ISS 1998 est un jeu de placement d’ouvriers de Looping Games, distribué en France par Origames. Il fait partie de la fameuse série des 19xx, dont j’ai eu l’occasion de chroniquer quelques opus tels que 1942 USS Yorktown et 1923 Cotton club. Une série qui n’a cessé de me surprendre par sa capacité à faire de grands jeux dans de toutes petites boîtes, dont le thème n’est jamais une couche plaquée sur une mécanique mais un véritable liant. Un défi pour cette nouvelle proposition dans l’espace.

Construire une station spatiale est un peu plus compliqué que l’assemblage de Lego. Cela nécessite des astronautes, de l’équipement, et évidemment, des fusées pour envoyer tout cela à quelques centaines de kilomètres d’altitude (et de l’argent, beaucoup d’argent, ce qui n’est pas abordé dans 1998 ISS). Fort heureusement, nous ne commençons pas de zéro dans ce jeu. Quelques modules sont déjà présents (Zveda, Destiny, Canadarm2) pour débuter la partie.

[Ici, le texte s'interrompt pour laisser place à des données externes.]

// src/state/node.rs
//
// Node definitions for the patch document.
//
// A node is pure data: a kind, a stable id, and an ordered parameter
// map seeded from the kind's schema. Signal connections live inside
// the parameter map (see `ParamValue::Input`), owned by the side that
// reads the signal.

use indexmap::IndexMap;
use serde::{Deserialize, Serialize};
use uuid::Uuid;

use super::param::{ParamKind, ParamValue};
use super::patch::PatchId;

/// Unique identifier for a node instance. Stable across save/load.
pub type NodeId = Uuid;

/// Palette grouping for node kinds (and for whole patches, when they
/// are embedded). Classification only, never behavior.
#[derive(Debug, Clone, Copy, PartialEq, Eq, Hash, Serialize, Deserialize)]
#[serde(rename_all = "snake_case")]
pub enum Category {
    Wave,
    Envelope,
    Combine,
    Operation,
    Voice,
    Special,
}

/// Every node kind the editor can place.
#[derive(Debug, Clone, Copy, PartialEq, Eq, Hash, Serialize, Deserialize)]
#[serde(rename_all = "snake_case")]
pub enum NodeKind {
    Sine,
    Saw,
    Square,
    Triangle,
    Noise,
    Adsr,
    Decay,
    Mix,
    Ring,
    Gain,
    Bias,
    KeyGate,
    SubPatch,
    Comment,
    Output,
}

impl NodeKind {
    pub const ALL: [NodeKind; 15] = [
        NodeKind::Sine,
        NodeKind::Saw,
        NodeKind::Square,
        NodeKind::Triangle,
        NodeKind::Noise,
        NodeKind::Adsr,
        NodeKind::Decay,
        NodeKind::Mix,
        NodeKind::Ring,
        NodeKind::Gain,
        NodeKind::Bias,
        NodeKind::KeyGate,
        NodeKind::SubPatch,
        NodeKind::Comment,
        NodeKind::Output,
    ];

    pub fn name(self) -> &'static str {
        match self {
            NodeKind::Sine => "sine",
            NodeKind::Saw => "saw",
            NodeKind::Square => "square",
            NodeKind::Triangle => "triangle",
            NodeKind::Noise => "noise",
            NodeKind::Adsr => "adsr",
            NodeKind::Decay => "decay",
            NodeKind::Mix => "mix",
            NodeKind::Ring => "ring",
            NodeKind::Gain => "gain",
            NodeKind::Bias => "bias",
            NodeKind::KeyGate => "key_gate",
            NodeKind::SubPatch => "sub_patch",
            NodeKind::Comment => "comment",
            NodeKind::Output => "output",
        }
    }

    pub fn category(self) -> Category {
        match self {
            NodeKind::Sine
            | NodeKind::Saw
            | NodeKind::Square
            | NodeKind::Triangle
            | NodeKind::Noise => Category::Wave,
            NodeKind::Adsr | NodeKind::Decay => Category::Envelope,
            NodeKind::Mix | NodeKind::Ring => Category::Combine,
            NodeKind::Gain | NodeKind::Bias => Category::Operation,
            NodeKind::KeyGate => Category::Voice,
            NodeKind::SubPatch | NodeKind::Comment | NodeKind::Output => Category::Special,
        }
    }

    /// Whether nodes of this kind produce a signal other nodes can read.
    pub fn has_output(self) -> bool {
        !matches!(self, NodeKind::Comment | NodeKind::Output)
    }

    /// Parameter schema: names, kinds and defaults, in display order.
    fn default_params(self) -> Vec<(&'static str, ParamValue)> {
        use ParamValue::*;

        match self {
            NodeKind::Sine | NodeKind::Saw | NodeKind::Triangle => vec![
                ("octave", Int(0)),
                ("detune", Float(0.0)),
                ("level", Float(1.0)),
            ],
            NodeKind::Square => vec![
                ("octave", Int(0)),
                ("detune", Float(0.0)),
                ("pulse_width", Float(0.5)),
                ("level", Float(1.0)),
            ],
            NodeKind::Noise => vec![("color", Choice(0)), ("level", Float(1.0))],
            NodeKind::Adsr => vec![
                ("in", Input(None)),
                ("attack", TimeLen(0.05)),
                ("decay", TimeLen(0.25)),
                ("sustain", Float(0.7)),
                ("release", TimeLen(0.5)),
            ],
            NodeKind::Decay => vec![("in", Input(None)), ("time", TimeLen(1.0))],
            NodeKind::Mix => vec![
                ("a", Input(None)),
                ("b", Input(None)),
                ("balance", Float(0.5)),
                ("mute_a", Bool(false)),
                ("mute_b", Bool(false)),
            ],
            NodeKind::Ring => vec![("a", Input(None)), ("b", Input(None))],
            NodeKind::Gain => vec![("in", Input(None)), ("amount", Float(1.0))],
            NodeKind::Bias => vec![("in", Input(None)), ("offset", Float(0.0))],
            NodeKind::KeyGate => vec![("level", Float(1.0))],
            NodeKind::SubPatch => vec![("patch", PatchRef(None)), ("level", Float(1.0))],
            NodeKind::Comment => vec![("text", Label(String::new()))],
            NodeKind::Output => vec![("in", Input(None)), ("level", Float(0.8))],
        }
    }
}

impl std::fmt::Display for NodeKind {
    fn fmt(&self, f: &mut std::fmt::Formatter<'_>) -> std::fmt::Result {
        f.write_str(self.name())
    }
}

/// An instance of a node in a patch.
#[derive(Debug, Clone, PartialEq)]
pub struct NodeDef {
    id: NodeId,
    kind: NodeKind,

    /// Editor placement, not functional.
    pub position: (f32, f32),

    params: IndexMap<&'static str, ParamValue>,
}

impl NodeDef {
    pub fn new(kind: NodeKind) -> Self {
        Self::with_id(kind, Uuid::new_v4())
    }

    /// Rebuild a node under a known id (persistence restore).
    pub fn with_id(kind: NodeKind, id: NodeId) -> Self {
        Self {
            id,
            kind,
            position: (0.0, 0.0),
            params: kind.default_params().into_iter().collect(),
        }
    }

    pub fn at(mut self, x: f32, y: f32) -> Self {
        self.position = (x, y);
        self
    }

    pub fn id(&self) -> NodeId {
        self.id
    }

    pub fn kind(&self) -> NodeKind {
        self.kind
    }

    pub fn category(&self) -> Category {
        self.kind.category()
    }

    pub fn has_output(&self) -> bool {
        self.kind.has_output()
    }

    pub fn param(&self, name: &str) -> Option<&ParamValue> {
        self.params.get(name)
    }

    /// Like `param`, but also yields the schema-interned name.
    pub fn param_entry(&self, name: &str) -> Option<(&'static str, &ParamValue)> {
        self.params.get_key_value(name).map(|(k, v)| (*k, v))
    }

    pub fn params(&self) -> impl Iterator<Item = (&'static str, &ParamValue)> + '_ {
        self.params.iter().map(|(k, v)| (*k, v))
    }

    /// Names of every `Input` parameter, connected or not.
    pub fn input_names(&self) -> Vec<&'static str> {
        self.params
            .iter()
            .filter(|(_, v)| v.kind() == ParamKind::Input)
            .map(|(k, _)| *k)
            .collect()
    }

    /// Names of every `PatchRef` parameter.
    pub fn patch_ref_names(&self) -> Vec<&'static str> {
        self.params
            .iter()
            .filter(|(_, v)| v.kind() == ParamKind::PatchRef)
            .map(|(k, _)| *k)
            .collect()
    }

    /// The node this input reads from, if connected.
    pub fn input_ref(&self, name: &str) -> Option<NodeId> {
        self.params.get(name).and_then(ParamValue::as_input)
    }

    /// Every connected input, in schema order.
    pub fn connected_inputs(&self) -> impl Iterator<Item = (&'static str, NodeId)> + '_ {
        self.params
            .iter()
            .filter_map(|(k, v)| v.as_input().map(|target| (*k, target)))
    }

    /// Every connected patch reference, in schema order.
    pub fn patch_refs(&self) -> impl Iterator<Item = (&'static str, PatchId)> + '_ {
        self.params
            .iter()
            .filter_map(|(k, v)| v.as_patch_ref().map(|target| (*k, target)))
    }

    /// Whether the node currently reads this input. A mixer keeps a
    /// muted channel's connection but ignores its signal.
    pub fn input_in_use(&self, name: &str) -> bool {
        match (self.kind, name) {
            (NodeKind::Mix, "a") => !self.bool_param("mute_a"),
            (NodeKind::Mix, "b") => !self.bool_param("mute_b"),
            _ => true,
        }
    }

    fn bool_param(&self, name: &str) -> bool {
        self.params
            .get(name)
            .and_then(ParamValue::as_bool)
            .unwrap_or(false)
    }

    pub(crate) fn param_slot_mut(&mut self, name: &str) -> Option<&mut ParamValue> {
        self.params.get_mut(name)
    }

    /// Store an input reference, returning the interned parameter name.
    /// `None` if the parameter is missing or not an input.
    pub(crate) fn set_input(&mut self, name: &str, target: Option<NodeId>) -> Option<&'static str> {
        let (_, key, slot) = self.params.get_full_mut(name)?;
        if !matches!(slot, ParamValue::Input(_)) {
            return None;
        }
        *slot = ParamValue::Input(target);
        Some(*key)
    }
}

#[cfg(test)]
mod tests {
    use super::*;

    #[test]
    fn test_schema_seeds_defaults() {
        let node = NodeDef::new(NodeKind::Adsr);
        assert_eq!(node.param("sustain"), Some(&ParamValue::Float(0.7)));
        assert_eq!(node.param("attack"), Some(&ParamValue::TimeLen(0.05)));
        assert_eq!(node.input_names(), vec!["in"]);
        assert!(node.input_ref("in").is_none());
    }

    #[test]
    fn test_every_kind_has_a_schema() {
        for kind in NodeKind::ALL {
            let node = NodeDef::new(kind);
            assert!(node.params().count() > 0, "{kind} has no parameters");
        }
    }

    #[test]
    fn test_signal_producers() {
        assert!(NodeKind::Sine.has_output());
        assert!(NodeKind::KeyGate.has_output());
        assert!(NodeKind::SubPatch.has_output());
        assert!(!NodeKind::Comment.has_output());
        assert!(!NodeKind::Output.has_output());
    }

    #[test]
    fn test_mute_flags_gate_input_use() {
        let mut node = NodeDef::new(NodeKind::Mix);
        assert!(node.input_in_use("a"));

        if let Some(slot) = node.param_slot_mut("mute_a") {
            *slot = ParamValue::Bool(true);
        }
        assert!(!node.input_in_use("a"));
        assert!(node.input_in_use("b"));
    }

    #[test]
    fn test_set_input_interns_name() {
        let mut node = NodeDef::new(NodeKind::Gain);
        let target = Uuid::new_v4();

        let key = node.set_input("in", Some(target));
        assert_eq!(key, Some("in"));
        assert_eq!(node.input_ref("in"), Some(target));

        // Not an input parameter.
        assert_eq!(node.set_input("amount", Some(target)), None);
    }
}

Bien que 1998 ISS soit un jeu compétitif, c’est conjointement que nous allons développer la station spatiale internationale.

 

Pour en savoir plus : La station spatiale internationale a été lancée en 1998 par l’agence russe Roscomos, à l’aide d’une fusée Soyuz, avec le premier module « Zarya ». Puis ont suivi le module « Zveda » en 2000 qui a rendu l’ISS habitable, le module « Destiny » et son Laboratoire de la NASA en 2001, et le « Canadarm 2 », bras robotisé de la station (avant utilisé sur les navettes américaines) installé en 2001.

 

Chaque joueur va devoir gérer ses astronautes et ressources pour les envoyer en orbite au rythme du décollage des navettes russes et américaines qui cadenceront la partie. Le jeu va se faire à deux niveaux : La préparation au sol (ce qu’il faut envoyer dans l’espace), et l’expérimentation dans la station (avec ce qu’on y a envoyé).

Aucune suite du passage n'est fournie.